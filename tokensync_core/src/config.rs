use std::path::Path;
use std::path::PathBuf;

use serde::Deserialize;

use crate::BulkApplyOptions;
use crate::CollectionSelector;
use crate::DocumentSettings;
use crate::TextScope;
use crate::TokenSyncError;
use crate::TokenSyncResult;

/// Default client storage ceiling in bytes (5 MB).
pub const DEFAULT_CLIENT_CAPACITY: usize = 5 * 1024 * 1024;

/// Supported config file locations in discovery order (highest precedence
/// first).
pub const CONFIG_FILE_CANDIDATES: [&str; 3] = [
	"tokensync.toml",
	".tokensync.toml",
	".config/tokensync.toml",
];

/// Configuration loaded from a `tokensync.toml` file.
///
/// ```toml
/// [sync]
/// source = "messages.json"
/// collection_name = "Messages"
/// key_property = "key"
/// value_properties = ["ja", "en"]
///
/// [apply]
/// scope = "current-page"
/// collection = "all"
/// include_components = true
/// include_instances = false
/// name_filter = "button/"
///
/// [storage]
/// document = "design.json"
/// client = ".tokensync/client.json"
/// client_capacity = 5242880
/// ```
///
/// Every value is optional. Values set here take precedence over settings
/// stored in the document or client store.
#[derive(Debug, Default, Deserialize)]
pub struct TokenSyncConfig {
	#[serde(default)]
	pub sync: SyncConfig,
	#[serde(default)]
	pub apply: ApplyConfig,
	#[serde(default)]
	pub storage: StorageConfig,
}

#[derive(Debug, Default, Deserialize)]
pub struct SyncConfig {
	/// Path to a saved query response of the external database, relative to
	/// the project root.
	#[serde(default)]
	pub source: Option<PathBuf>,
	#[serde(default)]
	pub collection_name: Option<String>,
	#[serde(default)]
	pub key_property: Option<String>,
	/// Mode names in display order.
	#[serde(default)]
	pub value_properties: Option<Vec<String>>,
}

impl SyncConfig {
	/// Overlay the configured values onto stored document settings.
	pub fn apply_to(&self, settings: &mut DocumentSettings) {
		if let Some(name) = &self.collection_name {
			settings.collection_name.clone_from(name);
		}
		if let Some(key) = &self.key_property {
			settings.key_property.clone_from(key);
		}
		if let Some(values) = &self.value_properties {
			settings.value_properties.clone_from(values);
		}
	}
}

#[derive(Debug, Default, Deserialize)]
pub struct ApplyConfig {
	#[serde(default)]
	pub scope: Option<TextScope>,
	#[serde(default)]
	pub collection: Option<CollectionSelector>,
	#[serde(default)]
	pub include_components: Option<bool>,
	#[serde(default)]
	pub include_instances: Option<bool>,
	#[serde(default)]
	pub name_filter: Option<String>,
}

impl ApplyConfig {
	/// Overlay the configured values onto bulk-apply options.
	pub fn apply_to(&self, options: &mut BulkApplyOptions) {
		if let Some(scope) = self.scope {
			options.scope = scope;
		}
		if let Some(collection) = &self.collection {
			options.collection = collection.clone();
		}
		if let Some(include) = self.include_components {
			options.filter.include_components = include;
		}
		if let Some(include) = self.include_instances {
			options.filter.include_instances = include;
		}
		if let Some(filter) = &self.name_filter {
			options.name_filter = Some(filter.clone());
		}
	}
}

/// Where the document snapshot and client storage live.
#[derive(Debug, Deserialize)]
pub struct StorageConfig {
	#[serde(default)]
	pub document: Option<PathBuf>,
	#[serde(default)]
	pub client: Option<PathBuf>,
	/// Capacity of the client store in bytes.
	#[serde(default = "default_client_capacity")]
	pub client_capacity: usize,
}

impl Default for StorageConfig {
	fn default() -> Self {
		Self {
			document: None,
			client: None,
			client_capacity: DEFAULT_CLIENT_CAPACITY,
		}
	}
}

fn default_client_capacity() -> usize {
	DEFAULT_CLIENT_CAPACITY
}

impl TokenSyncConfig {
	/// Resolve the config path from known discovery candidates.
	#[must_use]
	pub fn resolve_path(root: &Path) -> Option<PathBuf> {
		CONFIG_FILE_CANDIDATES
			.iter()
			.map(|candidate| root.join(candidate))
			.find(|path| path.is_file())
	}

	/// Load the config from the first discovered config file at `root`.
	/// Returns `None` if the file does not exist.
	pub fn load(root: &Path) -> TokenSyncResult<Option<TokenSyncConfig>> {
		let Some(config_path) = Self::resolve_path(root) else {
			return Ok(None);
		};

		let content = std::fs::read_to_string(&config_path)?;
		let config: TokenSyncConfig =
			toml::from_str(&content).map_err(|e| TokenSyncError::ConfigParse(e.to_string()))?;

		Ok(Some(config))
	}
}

···

Each record above is to be reproduced word for word.

filename tokensync_core/src/config.rs
use std::path::Path;
use std::path::PathBuf;

use serde::Deserialize;

use crate::BulkApplyOptions;
use crate::CollectionSelector;
use crate::DocumentSettings;
use crate::TextScope;
use crate::TokenSyncError;
use crate::TokenSyncResult;

/// Default client storage ceiling in bytes (5 MB).
pub const DEFAULT_CLIENT_CAPACITY: usize = 5 * 1024 * 1024;

/// Supported config file locations in discovery order (highest precedence
/// first).
pub const CONFIG_FILE_CANDIDATES: [&str; 3] = [
	"tokensync.toml",
	".tokensync.toml",
	".config/tokensync.toml",
];

/// Configuration loaded from a `tokensync.toml` file.
///
/// ```toml
/// [sync]
/// source = "messages.json"
/// collection_name = "Messages"
/// key_property = "key"
/// value_properties = ["ja", "en"]
///
/// [apply]
/// scope = "current-page"
/// collection = "all"
/// include_components = true
/// include_instances = false
/// name_filter = "button/"
///
/// [storage]
/// document = "design.json"
/// client = ".tokensync/client.json"
/// client_capacity = 5242880
/// ```
///
/// Every value is optional. Values set here take precedence over settings
/// stored in the document or client store.
#[derive(Debug, Default, Deserialize)]
pub struct TokenSyncConfig {
	#[serde(default)]
	pub sync: SyncConfig,
	#[serde(default)]
	pub apply: ApplyConfig,
	#[serde(default)]
	pub storage: StorageConfig,
}

#[derive(Debug, Default, Deserialize)]
pub struct SyncConfig {
	/// Path to a saved query response of the external database, relative to
	/// the project root.
	#[serde(default)]
	pub source: Option<PathBuf>,
	#[serde(default)]
	pub collection_name: Option<String>,
	#[serde(default)]
	pub key_property: Option<String>,
	/// Mode names in display order.
	#[serde(default)]
	pub value_properties: Option<Vec<String>>,
}

impl SyncConfig {
	/// Overlay the configured values onto stored document settings.
	pub fn apply_to(&self, settings: &mut DocumentSettings) {
		if let Some(name) = &self.collection_name {
			settings.collection_name.clone_from(name);
		}
		if let Some(key) = &self.key_property {
			settings.key_property.clone_from(key);
		}
		if let Some(values) = &self.value_properties {
			settings.value_properties.clone_from(values);
		}
	}
}

#[derive(Debug, Default, Deserialize)]
pub struct ApplyConfig {
	#[serde(default)]
	pub scope: Option<TextScope>,
	#[serde(default)]
	pub collection: Option<CollectionSelector>,
	#[serde(default)]
	pub include_components: Option<bool>,
	#[serde(default)]
	pub include_instances: Option<bool>,
	#[serde(default)]
	pub name_filter: Option<String>,
}

impl ApplyConfig {
	/// Overlay the configured values onto bulk-apply options.
	pub fn apply_to(&self, options: &mut BulkApplyOptions) {
		if let Some(scope) = self.scope {
			options.scope = scope;
		}
		if let Some(collection) = &self.collection {
			options.collection = collection.clone();
		}
		if let Some(include) = self.include_components {
			options.filter.include_components = include;
		}
		if let Some(include) = self.include_instances {
			options.filter.include_instances = include;
		}
		if let Some(filter) = &self.name_filter {
			options.name_filter = Some(filter.clone());
		}
	}
}

/// Where the document snapshot and client storage live.
#[derive(Debug, Deserialize)]
pub struct StorageConfig {
	#[serde(default)]
	pub document: Option<PathBuf>,
	#[serde(default)]
	pub client: Option<PathBuf>,
	/// Capacity of the client store in bytes.
	#[serde(default = "default_client_capacity")]
	pub client_capacity: usize,
}

impl Default for StorageConfig {
	fn default() -> Self {
		Self {
			document: None,
			client: None,
			client_capacity: DEFAULT_CLIENT_CAPACITY,
		}
	}
}

fn default_client_capacity() -> usize {
	DEFAULT_CLIENT_CAPACITY
}

impl TokenSyncConfig {
	/// Resolve the config path from known discovery candidates.
	#[must_use]
	pub fn resolve_path(root: &Path) -> Option<PathBuf> {
		CONFIG_FILE_CANDIDATES
			.iter()
			.map(|candidate| root.join(candidate))
			.find(|path| path.is_file())
	}

	/// Load the config from the first discovered config file at `root`.
	/// Returns `None` if the file does not exist.
	pub fn load(root: &Path) -> TokenSyncResult<Option<TokenSyncConfig>> {
		let Some(config_path) = Self::resolve_path(root) else {
			return Ok(None);
		};

		let content = std::fs::read_to_string(&config_path)?;
		let config: TokenSyncConfig =
			toml::from_str(&content).map_err(|e| TokenSyncError::ConfigParse(e.to_string()))?;

		Ok(Some(config))
	}
}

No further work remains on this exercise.